Вопрос был жалким подобием насмешки.
— Что их не бывает, — ответил Вальхейм и тоже попытался улыбнуться.
— Да… — выдохнул Торфинн, откидываясь на прямую высокую спинку кресла, похожего на трон, и замолчал, погрузившись в мрачные мысли.
Ингольв терпеливо ждал, стоя перед ним в неподвижности. Наконец, Торфинн, казалось, принял какое-то решение. Он хлопнул ладонями по подлокотникам и выпрямился.
— Возьми кристалл, — велел он, указывая на медный треножник, служивший подставкой большому прозрачному шару.
Ингольв осторожно поставил треножник перед чародеем. Узкая ладонь Торфинна провела над поверхностью камня. Заклубился легкий белесый туман, который почти сразу же развеялся.
— Смотри, — сказал Торфинн.
Ингольв послушно склонился над кристаллом и увидел небольшую пещерку. Красные стены пещерки были испещрены белыми пятнами, словно кто-то забрызгал их молоком. У входа горел небольшой костерок, возле которого на корточках сидели два странных существа с коричневой кожей, маленькими круглыми светлыми глазками, поблескивающими в свете огня. Их волосы невероятного огненного цвета были всклокочены; тени, плясавшие на стене, казались чудовищными. В целом человечки производили впечатление забавных и вполне безобидных существ. В том, как они жались друг к дружке, безмолвно глядя на огонь, было что-то очень трогательное.

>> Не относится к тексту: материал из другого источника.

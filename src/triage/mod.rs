//! Admin triage: a client-side view of the quote list.
//!
//! The board keeps a possibly stale copy of the quotes fetched through
//! [`AdminApi`]. Status changes are applied locally only after the server
//! acknowledges them, so a failed save never leaves the board showing a status
//! the store does not have.

pub mod actions;
pub mod board;
pub mod client;

pub use actions::{Clipboard, ClipboardError};
pub use board::{PendingUpdate, StatusSummary, Toast, TriageBoard, COPY_FAILED_TOAST, SAVED_TOAST, SAVE_FAILED_TOAST};
pub use client::{AdminApi, ClientError, HttpAdminClient};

Торфинн наблюдал за своим слугой пристально, с недобрыми искрами в черных глазах.
— Это скальные хэны, — сказал он наконец.
Ингольв перевел взгляд на чародея.
— Вы смеетесь надо мной, ваша милость?
— Вовсе нет. Ты странный человек, Вальхейм. Говорю тебе, это те самые хэны, о которых в Ахене плетут столько небылиц.
— Они выглядят такими беззащитными, — вырвалось у Вальхейма.
— Внешность обманчива. Хэны — древний и в своем роде великий народ. Они так не похожи на вас, людей, что вы напридумывали про них целый воз глупостей. Ты правильно делаешь, что не веришь им. Однако хэны существуют на самом деле, и мы с тобой сейчас находимся как раз в их мире. Он называется Красные Скалы.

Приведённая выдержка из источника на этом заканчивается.